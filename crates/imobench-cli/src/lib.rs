//! CLI library components for the IMO Bench loader.

pub mod commands;
pub mod logging;
pub mod output;
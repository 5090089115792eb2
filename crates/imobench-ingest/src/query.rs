//! Per-dataset load options and record filters.
//!
//! All supplied filters combine as a logical AND. A filter set to an empty
//! string is treated as absent.

use imobench_model::{AnswerProblem, GradingEntry, ProofProblem};

/// Options and filters for a single load call.
pub trait RecordQuery<R> {
    /// Whether rows are validated before conversion.
    fn validate(&self) -> bool;

    /// Whether `record` passes every supplied filter.
    fn matches(&self, record: &R) -> bool;
}

fn field_matches(filter: Option<&str>, value: &str) -> bool {
    filter.filter(|f| !f.is_empty()).is_none_or(|f| f == value)
}

/// Filters for `answerbench.csv`.
#[derive(Debug, Clone, PartialEq, Eq)]
pub struct AnswerBenchQuery {
    pub category: Option<String>,
    pub subcategory: Option<String>,
    pub source: Option<String>,
    pub validate: bool,
}

impl Default for AnswerBenchQuery {
    fn default() -> Self {
        Self {
            category: None,
            subcategory: None,
            source: None,
            validate: true,
        }
    }
}

impl AnswerBenchQuery {
    #[must_use]
    pub fn with_category(mut self, category: impl Into<String>) -> Self {
        self.category = Some(category.into());
        self
    }

    #[must_use]
    pub fn with_subcategory(mut self, subcategory: impl Into<String>) -> Self {
        self.subcategory = Some(subcategory.into());
        self
    }

    #[must_use]
    pub fn with_source(mut self, source: impl Into<String>) -> Self {
        self.source = Some(source.into());
        self
    }

    /// Enable or disable row validation.
    #[must_use]
    pub fn with_validation(mut self, enable: bool) -> Self {
        self.validate = enable;
        self
    }
}

impl RecordQuery<AnswerProblem> for AnswerBenchQuery {
    fn validate(&self) -> bool {
        self.validate
    }

    fn matches(&self, record: &AnswerProblem) -> bool {
        field_matches(self.category.as_deref(), &record.category)
            && field_matches(self.subcategory.as_deref(), &record.subcategory)
            && field_matches(self.source.as_deref(), &record.source)
    }
}

/// Filters for `proofbench.csv`.
#[derive(Debug, Clone, PartialEq, Eq)]
pub struct ProofBenchQuery {
    pub category: Option<String>,
    /// Difficulty level, e.g. `IMO-easy`.
    pub level: Option<String>,
    pub validate: bool,
}

impl Default for ProofBenchQuery {
    fn default() -> Self {
        Self {
            category: None,
            level: None,
            validate: true,
        }
    }
}

impl ProofBenchQuery {
    #[must_use]
    pub fn with_category(mut self, category: impl Into<String>) -> Self {
        self.category = Some(category.into());
        self
    }

    #[must_use]
    pub fn with_level(mut self, level: impl Into<String>) -> Self {
        self.level = Some(level.into());
        self
    }

    #[must_use]
    pub fn with_validation(mut self, enable: bool) -> Self {
        self.validate = enable;
        self
    }
}

impl RecordQuery<ProofProblem> for ProofBenchQuery {
    fn validate(&self) -> bool {
        self.validate
    }

    fn matches(&self, record: &ProofProblem) -> bool {
        field_matches(self.category.as_deref(), &record.category)
            && field_matches(self.level.as_deref(), &record.level)
    }
}

/// Filters for `gradingbench.csv`.
///
/// `min_points` and `max_points` are inclusive.
#[derive(Debug, Clone, PartialEq, Eq)]
pub struct GradingBenchQuery {
    pub problem_id: Option<String>,
    pub min_points: Option<i64>,
    pub max_points: Option<i64>,
    pub validate: bool,
}

impl Default for GradingBenchQuery {
    fn default() -> Self {
        Self {
            problem_id: None,
            min_points: None,
            max_points: None,
            validate: true,
        }
    }
}

impl GradingBenchQuery {
    #[must_use]
    pub fn with_problem_id(mut self, problem_id: impl Into<String>) -> Self {
        self.problem_id = Some(problem_id.into());
        self
    }

    #[must_use]
    pub fn with_min_points(mut self, points: i64) -> Self {
        self.min_points = Some(points);
        self
    }

    #[must_use]
    pub fn with_max_points(mut self, points: i64) -> Self {
        self.max_points = Some(points);
        self
    }

    #[must_use]
    pub fn with_validation(mut self, enable: bool) -> Self {
        self.validate = enable;
        self
    }
}

impl RecordQuery<GradingEntry> for GradingBenchQuery {
    fn validate(&self) -> bool {
        self.validate
    }

    fn matches(&self, record: &GradingEntry) -> bool {
        field_matches(self.problem_id.as_deref(), &record.problem_id)
            && self.min_points.is_none_or(|min| record.points >= min)
            && self.max_points.is_none_or(|max| record.points <= max)
    }
}
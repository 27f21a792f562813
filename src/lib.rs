pub mod catalog;
pub mod color;
pub mod commands;
pub mod compositor;
pub mod error;
pub mod export;
pub mod image_source;
pub mod layers;
pub mod loader;
pub mod session;
pub mod state;
pub mod tools;
pub mod ui;
pub mod viewport;
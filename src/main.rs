use clap::Parser;
use colorbook::catalog::{GlobCatalog, ImageCatalog};
use colorbook::state::ToolSettings;
use colorbook::ui::ColoringApp;

/// Flood-fill coloring book for line-art pages.
#[derive(Parser, Debug)]
#[command(name = "colorbook", version, about)]
struct Args {
    /// Picture to open: a file path, http(s) URL or data URI
    image: Option<String>,

    /// Files, glob patterns or URLs offered in the gallery
    #[arg(short, long, num_args = 1..)]
    catalog: Vec<String>,

    /// Fill color-match tolerance (0-255)
    #[arg(short, long)]
    tolerance: Option<u32>,

    /// Eraser radius in image pixels
    #[arg(short, long)]
    eraser_radius: Option<f32>,
}

fn main() {
    env_logger::init();
    let args = Args::parse();

    let mut settings = ToolSettings::default();
    if let Some(tolerance) = args.tolerance {
        settings.fill_tolerance = tolerance;
    }
    if let Some(radius) = args.eraser_radius {
        settings.eraser_radius = radius.max(1.0);
    }

    let catalog: Box<dyn ImageCatalog> = Box::new(GlobCatalog::new(args.catalog));
    log::info!("Starting with settings {:?}", settings);

    let options = eframe::NativeOptions {
        viewport: eframe::egui::ViewportBuilder::default()
            .with_inner_size([1200.0, 800.0])
            .with_min_inner_size([800.0, 600.0])
            .with_title("Colorbook"),
        ..Default::default()
    };

    if let Err(e) = eframe::run_native(
        "Colorbook",
        options,
        Box::new(move |cc| Ok(Box::new(ColoringApp::new(cc, catalog, settings, args.image)))),
    ) {
        log::error!("Failed to start application: {}", e);
    }
}
use crate::error::EditorError;
use base64::Engine;
use image::RgbaImage;
use std::fmt;
use std::path::PathBuf;

/// Where an image comes from. All variants decode the same way.
#[derive(Clone, Debug, PartialEq, Eq)]
pub enum ImageSource {
    File(PathBuf),
    Url(String),
    DataUri(String),
}

impl ImageSource {
    /// Classifies a catalog reference or user-supplied string.
    pub fn parse(reference: &str) -> Self {
        let trimmed = reference.trim();
        if trimmed.starts_with("data:") {
            ImageSource::DataUri(trimmed.to_string())
        } else if trimmed.starts_with("http://") || trimmed.starts_with("https://") {
            ImageSource::Url(trimmed.to_string())
        } else {
            let path = trimmed.strip_prefix("file://").unwrap_or(trimmed);
            ImageSource::File(PathBuf::from(path))
        }
    }

    /// Fetches the bytes and decodes them into an RGBA raster.
    pub fn decode(&self) -> Result<RgbaImage, EditorError> {
        let bytes = self.read_bytes()?;
        let image = image::load_from_memory(&bytes).map_err(|error| EditorError::ImageDecode {
            origin: self.to_string(),
            error,
        })?;
        Ok(image.to_rgba8())
    }

    fn read_bytes(&self) -> Result<Vec<u8>, EditorError> {
        match self {
            ImageSource::File(path) => std::fs::read(path).map_err(|error| EditorError::Io {
                path: path.clone(),
                error,
            }),
            ImageSource::Url(url) => fetch(url),
            ImageSource::DataUri(uri) => decode_data_uri(uri),
        }
    }
}

impl fmt::Display for ImageSource {
    fn fmt(&self, f: &mut fmt::Formatter<'_>) -> fmt::Result {
        match self {
            ImageSource::File(path) => write!(f, "{}", path.display()),
            ImageSource::Url(url) => f.write_str(url),
            // Payloads can be megabytes long
            ImageSource::DataUri(uri) => {
                let header = uri.split(',').next().unwrap_or("data:");
                write!(f, "{header},…")
            }
        }
    }
}

fn fetch(url: &str) -> Result<Vec<u8>, EditorError> {
    let to_err = |error: reqwest::Error| EditorError::Fetch {
        url: url.to_string(),
        error,
    };
    let response = reqwest::blocking::get(url)
        .and_then(|r| r.error_for_status())
        .map_err(to_err)?;
    let bytes = response.bytes().map_err(to_err)?;
    Ok(bytes.to_vec())
}

/// Decodes `data:[<mediatype>];base64,<payload>`. Plain percent-encoded
/// payloads are not raster images and are rejected.
fn decode_data_uri(uri: &str) -> Result<Vec<u8>, EditorError> {
    let rest = uri
        .strip_prefix("data:")
        .ok_or_else(|| EditorError::DataUri("missing data: prefix".to_string()))?;
    let (header, payload) = rest
        .split_once(',')
        .ok_or_else(|| EditorError::DataUri("missing ',' separator".to_string()))?;
    if !header.split(';').any(|part| part.eq_ignore_ascii_case("base64")) {
        return Err(EditorError::DataUri(format!(
            "payload of '{header}' is not base64 encoded"
        )));
    }
    base64::engine::general_purpose::STANDARD
        .decode(payload.trim())
        .map_err(|e| EditorError::DataUri(e.to_string()))
}
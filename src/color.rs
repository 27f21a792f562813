use image::Rgba;

/// Alpha below this counts as transparent when comparing colors.
pub const TRANSPARENT_ALPHA_CUTOFF: u8 = 10;

pub const PRESET_COLORS: [&str; 18] = [
    "#FF0000", "#FF7F00", "#FFFF00", "#00FF00", "#0000FF", "#4B0082", "#9400D3", "#FFFFFF",
    "#CCCCCC", "#888888", "#444444", "#000000", "#FFC0CB", "#A52A2A", "#ADD8E6", "#90EE90",
    "#F5DEB3", "#FFA500",
];

/// Parses `#rgb` or `#rrggbb` (leading `#` optional, any case) into an
/// RGBA value carrying the given alpha. Anything else yields `None`.
pub fn hex_to_rgba(hex: &str, alpha: u8) -> Option<Rgba<u8>> {
    let digits = hex.strip_prefix('#').unwrap_or(hex);
    if !digits.chars().all(|c| c.is_ascii_hexdigit()) {
        return None;
    }

    let expanded: String = match digits.len() {
        3 => digits.chars().flat_map(|c| [c, c]).collect(),
        6 => digits.to_string(),
        _ => return None,
    };

    let channel = |i: usize| u8::from_str_radix(&expanded[i..i + 2], 16).ok();
    Some(Rgba([channel(0)?, channel(2)?, channel(4)?, alpha]))
}

pub fn rgba_to_hex(color: Rgba<u8>) -> String {
    format!("#{:02X}{:02X}{:02X}", color[0], color[1], color[2])
}

/// Tolerance comparison over channel slices of length 3 (RGB) or 4 (RGBA).
///
/// The summed RGB distance must stay within `tolerance * 3`. Alpha is
/// asymmetric: a transparent `c1` only matches transparent candidates, and an
/// opaque `c1` never matches a transparent `c2`.
pub fn colors_similar(c1: &[u8], c2: &[u8], tolerance: u32) -> bool {
    if c1.len() < 3 || c2.len() < 3 {
        return false;
    }

    let diff: u32 = c1[..3]
        .iter()
        .zip(&c2[..3])
        .map(|(a, b)| u32::from(a.abs_diff(*b)))
        .sum();

    match (c1.get(3), c2.get(3)) {
        (Some(&a1), Some(&a2)) => {
            if a1 < TRANSPARENT_ALPHA_CUTOFF {
                return a2 < TRANSPARENT_ALPHA_CUTOFF;
            }
            if a2 < TRANSPARENT_ALPHA_CUTOFF {
                return false;
            }
        }
        (None, Some(&a2)) if a2 < TRANSPARENT_ALPHA_CUTOFF => return false,
        _ => {}
    }

    diff <= tolerance.saturating_mul(3)
}

pub fn rgba_similar(c1: Rgba<u8>, c2: Rgba<u8>, tolerance: u32) -> bool {
    colors_similar(&c1.0, &c2.0, tolerance)
}
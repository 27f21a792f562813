use crate::layers::CanvasLayers;
use crate::viewport::ViewportState;
use image::{ImageBuffer, RgbaImage};
use rayon::prelude::*;

/// Above this scale pixels are drawn as crisp blocks instead of interpolated.
pub const PIXELATED_SCALE_THRESHOLD: f32 = 1.5;

#[derive(Clone, Copy, Debug, PartialEq, Eq)]
pub enum Sampling {
    Smooth,
    Pixelated,
}

impl Sampling {
    pub fn for_scale(scale: f32) -> Self {
        if scale > PIXELATED_SCALE_THRESHOLD {
            Sampling::Pixelated
        } else {
            Sampling::Smooth
        }
    }
}

/// Straight-alpha source-over.
pub fn blend_over(dst: [u8; 4], src: [u8; 4]) -> [u8; 4] {
    let sa = f32::from(src[3]) / 255.0;
    if sa <= 0.0 {
        return dst;
    }
    let da = f32::from(dst[3]) / 255.0;
    let out_a = sa + da * (1.0 - sa);
    if out_a <= 0.0 {
        return [0, 0, 0, 0];
    }
    let mut out = [0u8; 4];
    for c in 0..3 {
        let s = f32::from(src[c]) * sa;
        let d = f32::from(dst[c]) * da * (1.0 - sa);
        out[c] = ((s + d) / out_a).round().clamp(0.0, 255.0) as u8;
    }
    out[3] = (out_a * 255.0).round() as u8;
    out
}

/// Base with the color layer drawn over it, at image resolution. This is
/// what download and print receive.
pub fn flatten(layers: &CanvasLayers) -> RgbaImage {
    let mut out = layers.base().clone();
    for (dst, src) in out.pixels_mut().zip(layers.color().pixels()) {
        dst.0 = blend_over(dst.0, src.0);
    }
    out
}

fn texel(image: &RgbaImage, x: i64, y: i64) -> [u8; 4] {
    if x < 0 || y < 0 || x >= i64::from(image.width()) || y >= i64::from(image.height()) {
        return [0, 0, 0, 0];
    }
    image.get_pixel(x as u32, y as u32).0
}

fn sample_nearest(image: &RgbaImage, u: f32, v: f32) -> [u8; 4] {
    texel(image, u.floor() as i64, v.floor() as i64)
}

/// Bilinear sample on premultiplied values so transparent neighbours do not
/// darken edges.
fn sample_bilinear(image: &RgbaImage, u: f32, v: f32) -> [u8; 4] {
    let fx = u - 0.5;
    let fy = v - 0.5;
    let x0 = fx.floor();
    let y0 = fy.floor();
    let tx = fx - x0;
    let ty = fy - y0;
    let (x0, y0) = (x0 as i64, y0 as i64);

    let taps = [
        (texel(image, x0, y0), (1.0 - tx) * (1.0 - ty)),
        (texel(image, x0 + 1, y0), tx * (1.0 - ty)),
        (texel(image, x0, y0 + 1), (1.0 - tx) * ty),
        (texel(image, x0 + 1, y0 + 1), tx * ty),
    ];

    let mut acc = [0.0f32; 4];
    for (px, weight) in taps {
        let a = f32::from(px[3]) / 255.0 * weight;
        acc[0] += f32::from(px[0]) * a;
        acc[1] += f32::from(px[1]) * a;
        acc[2] += f32::from(px[2]) * a;
        acc[3] += a;
    }
    if acc[3] <= f32::EPSILON {
        return [0, 0, 0, 0];
    }
    [
        (acc[0] / acc[3]).round().clamp(0.0, 255.0) as u8,
        (acc[1] / acc[3]).round().clamp(0.0, 255.0) as u8,
        (acc[2] / acc[3]).round().clamp(0.0, 255.0) as u8,
        (acc[3] * 255.0).round().clamp(0.0, 255.0) as u8,
    ]
}

/// Owns the derived display buffer. Nothing writes to it except
/// [`Compositor::recomposite`].
pub struct Compositor {
    display: RgbaImage,
    sampling: Sampling,
    generation: u64,
}

impl Default for Compositor {
    fn default() -> Self {
        Self::new()
    }
}

impl Compositor {
    pub fn new() -> Self {
        Self {
            display: ImageBuffer::new(0, 0),
            sampling: Sampling::Smooth,
            generation: 0,
        }
    }

    pub fn display(&self) -> &RgbaImage {
        &self.display
    }

    pub fn sampling(&self) -> Sampling {
        self.sampling
    }

    /// Bumped on every redraw so consumers know when to re-upload.
    pub fn generation(&self) -> u64 {
        self.generation
    }

    pub fn clear(&mut self) {
        for pixel in self.display.pixels_mut() {
            pixel.0 = [0, 0, 0, 0];
        }
        self.generation += 1;
    }

    /// Redraws the screen-sized display: clear, apply the viewport transform,
    /// draw the base layer and then the color layer over it.
    pub fn recomposite(&mut self, layers: &CanvasLayers, viewport: &ViewportState, size: [u32; 2]) {
        let [width, height] = size;
        if self.display.dimensions() != (width, height) {
            self.display = ImageBuffer::new(width, height);
        }
        self.sampling = Sampling::for_scale(viewport.scale);
        self.generation += 1;
        if width == 0 || height == 0 {
            return;
        }

        let sampling = self.sampling;
        let sample = move |image: &RgbaImage, u: f32, v: f32| match sampling {
            Sampling::Pixelated => sample_nearest(image, u, v),
            Sampling::Smooth => sample_bilinear(image, u, v),
        };
        let (img_w, img_h) = (layers.width() as f32, layers.height() as f32);
        let stride = width as usize * 4;

        self.display
            .par_chunks_mut(stride)
            .enumerate()
            .for_each(|(row, line)| {
                let sy = row as f32 + 0.5;
                for (col, out) in line.chunks_exact_mut(4).enumerate() {
                    let image_pos =
                        viewport.screen_to_image(egui::Pos2::new(col as f32 + 0.5, sy));
                    let (u, v) = (image_pos.x, image_pos.y);
                    let mut px = [0u8; 4];
                    if u >= 0.0 && v >= 0.0 && u < img_w && v < img_h {
                        px = blend_over(px, sample(layers.base(), u, v));
                        px = blend_over(px, sample(layers.color(), u, v));
                    }
                    out.copy_from_slice(&px);
                }
            });
    }
}
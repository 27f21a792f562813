use egui::{Pos2, Vec2};

pub const MIN_ZOOM: f32 = 0.2;
pub const MAX_ZOOM: f32 = 10.0;
pub const ZOOM_SENSITIVITY: f32 = 0.002;
/// Fraction of the viewport a fitted image occupies.
pub const FIT_MARGIN: f32 = 0.95;
/// Wheel delta the zoom buttons emulate.
pub const BUTTON_ZOOM_DELTA: f32 = 150.0;
/// Panning is only offered once the image is zoomed past this.
pub const PAN_ENABLE_SCALE: f32 = 1.05;
/// Image-space slack absorbed before flooring to a pixel index.
const PIXEL_SNAP: f64 = 1e-3;

/// Affine image-to-screen map: `screen = image * scale + offset`.
#[derive(Clone, Copy, Debug, PartialEq)]
pub struct ViewportState {
    pub scale: f32,
    pub offset: Vec2,
}

impl Default for ViewportState {
    fn default() -> Self {
        Self {
            scale: 1.0,
            offset: Vec2::ZERO,
        }
    }
}

impl ViewportState {
    pub fn image_to_screen(&self, p: Pos2) -> Pos2 {
        (p.to_vec2() * self.scale + self.offset).to_pos2()
    }

    pub fn screen_to_image(&self, p: Pos2) -> Pos2 {
        ((p.to_vec2() - self.offset) / self.scale).to_pos2()
    }
}

#[derive(Clone, Copy, Debug, PartialEq, Eq)]
pub struct PixelPoint {
    pub x: u32,
    pub y: u32,
}

/// Zoom/pan state machine for one canvas.
///
/// Besides the transform itself the only state is whether a pan is in
/// progress and where the pointer was at the last pan step.
#[derive(Clone, Debug)]
pub struct Viewport {
    state: ViewportState,
    viewport_size: Vec2,
    image_size: Option<[u32; 2]>,
    last_pan_pos: Option<Pos2>,
}

impl Viewport {
    pub fn new(viewport_size: Vec2) -> Self {
        Self {
            state: ViewportState::default(),
            viewport_size,
            image_size: None,
            last_pan_pos: None,
        }
    }

    pub fn state(&self) -> ViewportState {
        self.state
    }

    pub fn scale(&self) -> f32 {
        self.state.scale
    }

    pub fn offset(&self) -> Vec2 {
        self.state.offset
    }

    pub fn viewport_size(&self) -> Vec2 {
        self.viewport_size
    }

    /// Returns true when the size actually changed.
    pub fn set_viewport_size(&mut self, size: Vec2) -> bool {
        if self.viewport_size == size {
            return false;
        }
        self.viewport_size = size;
        true
    }

    pub fn image_size(&self) -> Option<[u32; 2]> {
        self.image_size
    }

    /// Publishes new image dimensions. Losing the image resets the transform;
    /// callers fit to screen themselves when a new image arrives.
    pub fn set_image_size(&mut self, size: Option<[u32; 2]>) {
        self.image_size = size;
        if size.is_none() {
            self.state = ViewportState::default();
            self.end_pan();
        }
    }

    fn center(&self) -> Pos2 {
        (self.viewport_size / 2.0).to_pos2()
    }

    /// Multiplicative zoom about `anchor` (the viewport center when absent).
    /// Positive `delta_y` zooms out, negative zooms in.
    pub fn zoom(&mut self, delta_y: f32, anchor: Option<Pos2>) {
        let prev = self.state;
        let scale = (prev.scale - delta_y * ZOOM_SENSITIVITY * prev.scale).clamp(MIN_ZOOM, MAX_ZOOM);
        let anchor = anchor.unwrap_or_else(|| self.center()).to_vec2();
        let content = (anchor - prev.offset) / prev.scale;
        self.state = ViewportState {
            scale,
            offset: anchor - content * scale,
        };
    }

    pub fn zoom_in(&mut self) {
        self.zoom(-BUTTON_ZOOM_DELTA, None);
    }

    pub fn zoom_out(&mut self) {
        self.zoom(BUTTON_ZOOM_DELTA, None);
    }

    pub fn can_pan(&self) -> bool {
        self.state.scale > PAN_ENABLE_SCALE
    }

    /// Ignored while no image is shown.
    pub fn start_pan(&mut self, screen: Pos2) {
        if self.image_size.is_none() {
            return;
        }
        self.last_pan_pos = Some(screen);
    }

    /// Moves the image by the screen-space delta since the previous call.
    /// Returns false when no pan is in progress.
    pub fn pan(&mut self, screen: Pos2) -> bool {
        let Some(last) = self.last_pan_pos else {
            return false;
        };
        self.state.offset += screen - last;
        self.last_pan_pos = Some(screen);
        true
    }

    pub fn end_pan(&mut self) {
        self.last_pan_pos = None;
    }

    pub fn is_panning(&self) -> bool {
        self.last_pan_pos.is_some()
    }

    /// 1:1 scale with the image centered.
    pub fn reset_zoom_pan(&mut self) {
        self.state = match self.image_size {
            Some([w, h]) if w > 0 && h > 0 => ViewportState {
                scale: 1.0,
                offset: (self.viewport_size - Vec2::new(w as f32, h as f32)) / 2.0,
            },
            _ => ViewportState::default(),
        };
    }

    /// Largest scale that shows the whole image with a small margin, centered.
    pub fn fit_to_screen(&mut self) {
        let Some([w, h]) = self.image_size else {
            return;
        };
        if w == 0 || h == 0 {
            return;
        }
        let image = Vec2::new(w as f32, h as f32);
        let fit = (self.viewport_size.x / image.x).min(self.viewport_size.y / image.y);
        let scale = (fit * FIT_MARGIN).clamp(MIN_ZOOM, MAX_ZOOM);
        self.state = ViewportState {
            scale,
            offset: (self.viewport_size - image * scale) / 2.0,
        };
    }

    /// Maps a canvas-local screen point to the image pixel under it, clamped
    /// into the image. `None` when no image is loaded.
    pub fn screen_to_image_point(&self, screen: Pos2) -> Option<PixelPoint> {
        let [w, h] = self.image_size?;
        if w == 0 || h == 0 {
            return None;
        }
        let scale = f64::from(self.state.scale);
        let to_pixel = |screen: f32, offset: f32, len: u32| {
            let v = (f64::from(screen) - f64::from(offset)) / scale;
            // f32 rounding in the forward map can land a whole pixel just below it
            let v = (v + PIXEL_SNAP).floor() as i64;
            v.clamp(0, i64::from(len) - 1) as u32
        };
        Some(PixelPoint {
            x: to_pixel(screen.x, self.state.offset.x, w),
            y: to_pixel(screen.y, self.state.offset.y, h),
        })
    }

    pub fn image_to_screen_point(&self, image: Pos2) -> Pos2 {
        self.state.image_to_screen(image)
    }
}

■ ■ ■ ■

**What is required**
Looking at the records above, return exactly the lines from the line with "offset: (self.viewport_size - image" to the line with "let to_pixel = |screen: f32, offset: f32, len: u32|", both ends included.

**Answer section**
            offset: (self.viewport_size - image * scale) / 2.0,
        };
    }

    /// Maps a canvas-local screen point to the image pixel under it, clamped
    /// into the image. `None` when no image is loaded.
    pub fn screen_to_image_point(&self, screen: Pos2) -> Option<PixelPoint> {
        let [w, h] = self.image_size?;
        if w == 0 || h == 0 {
            return None;
        }
        let scale = f64::from(self.state.scale);
        let to_pixel = |screen: f32, offset: f32, len: u32| {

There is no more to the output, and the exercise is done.